BRIEF:
Your task is to give the data again, exactly, with every line intact.
RECORDS PROVIDED Start Marker
//! Issuer, filing, and alert writes used by the ingestion and detection
//! collaborators (and by tests to seed data).

use super::{RiskStore, TIMESTAMP_FORMAT};
use crate::{error::ScoreResult, types::IssuerId};
use chrono::{DateTime, Utc};
use rusqlite::{params, OptionalExtension};

/// A detector output ready to be stored.
#[derive(Debug, Clone)]
pub struct NewAlert {
    pub accession_id:   String,
    pub anomaly_type:   String,
    pub severity_score: f64,
    pub description:    String,
    pub details:        serde_json::Value,
    /// Defaults to `"{anomaly_type}:{accession_id}"`.
    pub dedupe_key:     Option<String>,
    /// Defaults to the database clock.
    pub created_at:     Option<DateTime<Utc>>,
}

impl NewAlert {
    pub fn new(accession_id: &str, anomaly_type: &str, severity_score: f64) -> Self {
        Self {
            accession_id:   accession_id.to_string(),
            anomaly_type:   anomaly_type.to_string(),
            severity_score,
            description:    format!("{anomaly_type} on {accession_id}"),
            details:        serde_json::json!({}),
            dedupe_key:     None,
            created_at:     None,
        }
    }

    pub fn at(mut self, created_at: DateTime<Utc>) -> Self {
        self.created_at = Some(created_at);
        self
    }

    pub fn dedupe_key(&self) -> String {
        self.dedupe_key
            .clone()
            .unwrap_or_else(|| format!("{}:{}", self.anomaly_type, self.accession_id))
    }
}

impl RiskStore {
    // ── Companies ──────────────────────────────────────────────

    pub fn upsert_company(
        &self,
        cik: IssuerId,
        name: Option<&str>,
        ticker: Option<&str>,
        industry: Option<&str>,
    ) -> ScoreResult<()> {
        self.conn.execute(
            "INSERT INTO companies (cik, name, ticker, industry, updated_at)
             VALUES (?1, ?2, ?3, ?4, datetime('now'))
             ON CONFLICT(cik) DO UPDATE SET
                 name       = excluded.name,
                 ticker     = excluded.ticker,
                 industry   = excluded.industry,
                 updated_at = datetime('now')",
            params![cik, name, ticker, industry],
        )?;
        Ok(())
    }

    pub fn company_exists(&self, cik: IssuerId) -> ScoreResult<bool> {
        let found = self
            .conn
            .query_row("SELECT 1 FROM companies WHERE cik = ?1", params![cik], |_| Ok(()))
            .optional()?;
        Ok(found.is_some())
    }

    // ── Filings ────────────────────────────────────────────────

    /// Insert a filing unless its accession id is already stored.
    pub fn insert_filing(
        &self,
        accession_id: &str,
        cik: IssuerId,
        filing_type: &str,
        filed_at: &str,
        filed_date: &str,
    ) -> ScoreResult<bool> {
        let changed = self.conn.execute(
            "INSERT OR IGNORE INTO filing_events
                 (accession_id, cik, filing_type, filed_at, filed_date)
             VALUES (?1, ?2, ?3, ?4, ?5)",
            params![accession_id, cik, filing_type, filed_at, filed_date],
        )?;
        Ok(changed > 0)
    }

    // ── Alerts ─────────────────────────────────────────────────

    /// Insert an alert unless its dedupe key exists. Returns true if inserted.
    pub fn insert_alert(&self, alert: &NewAlert) -> ScoreResult<bool> {
        let details = super::to_json_text(&alert.details)?;
        let created_at = alert
            .created_at
            .map(|ts| ts.format(TIMESTAMP_FORMAT).to_string());
        // NaN is not representable in SQLite; store NULL so scoring rejects it.
        let severity = Some(alert.severity_score).filter(|s| !s.is_nan());
        let changed = self.conn.execute(
            "INSERT OR IGNORE INTO alerts
                 (accession_id, anomaly_type, severity_score, description,
                  details, status, dedupe_key, created_at)
             VALUES (?1, ?2, ?3, ?4, ?5, 'OPEN', ?6, COALESCE(?7, datetime('now')))",
            params![
                alert.accession_id,
                alert.anomaly_type,
                severity,
                alert.description,
                details,
                alert.dedupe_key(),
                created_at,
            ],
        )?;
        Ok(changed > 0)
    }

    pub fn alert_count(&self) -> ScoreResult<i64> {
        let count: i64 = self
            .conn
            .query_row("SELECT COUNT(*) FROM alerts", [], |row| row.get(0))?;
        Ok(count)
    }
}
RECORDS PROVIDED End Marker
TASK ANSWER:
//! Issuer, filing, and alert writes used by the ingestion and detection
//! collaborators (and by tests to seed data).

use super::{RiskStore, TIMESTAMP_FORMAT};
use crate::{error::ScoreResult, types::IssuerId};
use chrono::{DateTime, Utc};
use rusqlite::{params, OptionalExtension};

/// A detector output ready to be stored.
#[derive(Debug, Clone)]
pub struct NewAlert {
    pub accession_id:   String,
    pub anomaly_type:   String,
    pub severity_score: f64,
    pub description:    String,
    pub details:        serde_json::Value,
    /// Defaults to `"{anomaly_type}:{accession_id}"`.
    pub dedupe_key:     Option<String>,
    /// Defaults to the database clock.
    pub created_at:     Option<DateTime<Utc>>,
}

impl NewAlert {
    pub fn new(accession_id: &str, anomaly_type: &str, severity_score: f64) -> Self {
        Self {
            accession_id:   accession_id.to_string(),
            anomaly_type:   anomaly_type.to_string(),
            severity_score,
            description:    format!("{anomaly_type} on {accession_id}"),
            details:        serde_json::json!({}),
            dedupe_key:     None,
            created_at:     None,
        }
    }

    pub fn at(mut self, created_at: DateTime<Utc>) -> Self {
        self.created_at = Some(created_at);
        self
    }

    pub fn dedupe_key(&self) -> String {
        self.dedupe_key
            .clone()
            .unwrap_or_else(|| format!("{}:{}", self.anomaly_type, self.accession_id))
    }
}

impl RiskStore {
    // ── Companies ──────────────────────────────────────────────

    pub fn upsert_company(
        &self,
        cik: IssuerId,
        name: Option<&str>,
        ticker: Option<&str>,
        industry: Option<&str>,
    ) -> ScoreResult<()> {
        self.conn.execute(
            "INSERT INTO companies (cik, name, ticker, industry, updated_at)
             VALUES (?1, ?2, ?3, ?4, datetime('now'))
             ON CONFLICT(cik) DO UPDATE SET
                 name       = excluded.name,
                 ticker     = excluded.ticker,
                 industry   = excluded.industry,
                 updated_at = datetime('now')",
            params![cik, name, ticker, industry],
        )?;
        Ok(())
    }

    pub fn company_exists(&self, cik: IssuerId) -> ScoreResult<bool> {
        let found = self
            .conn
            .query_row("SELECT 1 FROM companies WHERE cik = ?1", params![cik], |_| Ok(()))
            .optional()?;
        Ok(found.is_some())
    }

    // ── Filings ────────────────────────────────────────────────

    /// Insert a filing unless its accession id is already stored.
    pub fn insert_filing(
        &self,
        accession_id: &str,
        cik: IssuerId,
        filing_type: &str,
        filed_at: &str,
        filed_date: &str,
    ) -> ScoreResult<bool> {
        let changed = self.conn.execute(
            "INSERT OR IGNORE INTO filing_events
                 (accession_id, cik, filing_type, filed_at, filed_date)
             VALUES (?1, ?2, ?3, ?4, ?5)",
            params![accession_id, cik, filing_type, filed_at, filed_date],
        )?;
        Ok(changed > 0)
    }

    // ── Alerts ─────────────────────────────────────────────────

    /// Insert an alert unless its dedupe key exists. Returns true if inserted.
    pub fn insert_alert(&self, alert: &NewAlert) -> ScoreResult<bool> {
        let details = super::to_json_text(&alert.details)?;
        let created_at = alert
            .created_at
            .map(|ts| ts.format(TIMESTAMP_FORMAT).to_string());
        // NaN is not representable in SQLite; store NULL so scoring rejects it.
        let severity = Some(alert.severity_score).filter(|s| !s.is_nan());
        let changed = self.conn.execute(
            "INSERT OR IGNORE INTO alerts
                 (accession_id, anomaly_type, severity_score, description,
                  details, status, dedupe_key, created_at)
             VALUES (?1, ?2, ?3, ?4, ?5, 'OPEN', ?6, COALESCE(?7, datetime('now')))",
            params![
                alert.accession_id,
                alert.anomaly_type,
                severity,
                alert.description,
                details,
                alert.dedupe_key(),
                created_at,
            ],
        )?;
        Ok(changed > 0)
    }

    pub fn alert_count(&self) -> ScoreResult<i64> {
        let count: i64 = self
            .conn
            .query_row("SELECT COUNT(*) FROM alerts", [], |row| row.get(0))?;
        Ok(count)
    }
}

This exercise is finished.